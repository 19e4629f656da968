//! Informational HTTP routes served next to the business routes.

use axum::routing::get;
use axum::{Json, Router};
use serde::Serialize;
use serde_json::Value as JsonValue;

use crate::config::ConfigProvider;
use crate::core::Result;

pub const NAMESPACE: &str = "/process_engine";
pub const AUTHORITY_ROUTE: &str = "/security/authority";
pub const IAM_CONFIG_KEY: &str = "iam:iam_service";

#[derive(Debug, Clone, PartialEq, Eq, Serialize)]
pub struct ApplicationInfo {
    pub name: String,
    pub version: String,
    pub description: String,
    pub license: String,
    pub homepage: String,
    pub authors: Vec<String>,
}

impl ApplicationInfo {
    /// Metadata of this build.
    pub fn from_package() -> Self {
        Self {
            name: env!("CARGO_PKG_NAME").to_string(),
            version: env!("CARGO_PKG_VERSION").to_string(),
            description: env!("CARGO_PKG_DESCRIPTION").to_string(),
            license: env!("CARGO_PKG_LICENSE").to_string(),
            homepage: env!("CARGO_PKG_HOMEPAGE").to_string(),
            authors: env!("CARGO_PKG_AUTHORS")
                .split(':')
                .filter(|a| !a.is_empty())
                .map(str::to_string)
                .collect(),
        }
    }
}

#[derive(Debug, Clone, PartialEq, Eq, Serialize)]
pub struct AuthorityInfo {
    pub authority: Option<String>,
}

impl AuthorityInfo {
    /// `basePath` of the identity service section; env overrides already applied.
    pub fn from_config(config: &ConfigProvider) -> Result<Self> {
        let section = config.section(IAM_CONFIG_KEY)?;
        Ok(Self {
            authority: section
                .get("basePath")
                .and_then(JsonValue::as_str)
                .map(str::to_string),
        })
    }
}

/// `GET /process_engine` and `GET /process_engine/security/authority`, plus the same
/// two at the root when `use_root_routes` is set.
pub fn informational_routes(
    info: ApplicationInfo,
    authority: AuthorityInfo,
    use_root_routes: bool,
) -> Router {
    let info_handler = {
        let info = info.clone();
        move || async move { Json(info) }
    };
    let authority_handler = {
        let authority = authority.clone();
        move || async move { Json(authority) }
    };

    let mut router = Router::new()
        .route(NAMESPACE, get(info_handler.clone()))
        .route(
            &format!("{}{}", NAMESPACE, AUTHORITY_ROUTE),
            get(authority_handler.clone()),
        );

    if use_root_routes {
        router = router
            .route("/", get(info_handler))
            .route(AUTHORITY_ROUTE, get(authority_handler));
    }
    router
}

#[cfg(test)]
mod tests {
    use super::*;
    use axum::body::Body;
    use axum::http::{Request, StatusCode};
    use http_body_util::BodyExt;
    use serde_json::json;
    use tower::ServiceExt;

    fn authority() -> AuthorityInfo {
        AuthorityInfo {
            authority: Some("http://localhost:5000".to_string()),
        }
    }

    async fn get_json(router: Router, uri: &str) -> (StatusCode, JsonValue) {
        let response = router
            .oneshot(Request::builder().uri(uri).body(Body::empty()).unwrap())
            .await
            .unwrap();
        let status = response.status();
        let body = response.into_body().collect().await.unwrap().to_bytes();
        let value = if body.is_empty() {
            JsonValue::Null
        } else {
            serde_json::from_slice(&body).unwrap()
        };
        (status, value)
    }

    #[tokio::test]
    async fn test_namespaced_routes() {
        let router = informational_routes(ApplicationInfo::from_package(), authority(), false);

        let (status, body) = get_json(router.clone(), "/process_engine").await;
        assert_eq!(status, StatusCode::OK);
        assert_eq!(body["name"], json!("processengine_runtime"));
        assert_eq!(body["version"], json!(env!("CARGO_PKG_VERSION")));

        let (status, body) = get_json(router.clone(), "/process_engine/security/authority").await;
        assert_eq!(status, StatusCode::OK);
        assert_eq!(body, json!({"authority": "http://localhost:5000"}));

        let (status, _) = get_json(router, "/security/authority").await;
        assert_eq!(status, StatusCode::NOT_FOUND);
    }

    #[tokio::test]
    async fn test_root_routes_when_enabled() {
        let router = informational_routes(ApplicationInfo::from_package(), authority(), true);

        let (status, body) = get_json(router.clone(), "/").await;
        assert_eq!(status, StatusCode::OK);
        assert_eq!(body["name"], json!("processengine_runtime"));

        let (status, body) = get_json(router, "/security/authority").await;
        assert_eq!(status, StatusCode::OK);
        assert_eq!(body["authority"], json!("http://localhost:5000"));
    }

    #[test]
    fn test_authority_comes_from_iam_section_with_override() {
        use crate::config::ResolvedEnvironment;

        let root = tempfile::tempdir().unwrap();
        let iam = root.path().join("sqlite").join("iam");
        std::fs::create_dir_all(&iam).unwrap();
        std::fs::write(iam.join("iam_service.json"), r#"{"basePath": "http://iam:5000"}"#).unwrap();
        let environment = ResolvedEnvironment {
            name: "sqlite".to_string(),
            config_root: root.path().to_path_buf(),
        };

        let plain = ConfigProvider::new(&environment, Default::default());
        assert_eq!(
            AuthorityInfo::from_config(&plain).unwrap().authority.as_deref(),
            Some("http://iam:5000")
        );

        let overridden = plain.with_overrides(
            &[(
                "iam__iam_service__basePath".to_string(),
                "https://auth.example".to_string(),
            )]
            .into_iter()
            .collect(),
        );
        assert_eq!(
            AuthorityInfo::from_config(&overridden).unwrap().authority.as_deref(),
            Some("https://auth.example")
        );
    }
}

━━━━━━━━━━━━━━━━

-- What is needed --
Tally the lines of the records that contain the word "ApplicationInfo", then give only the tally.

-- Result for this exercise --
5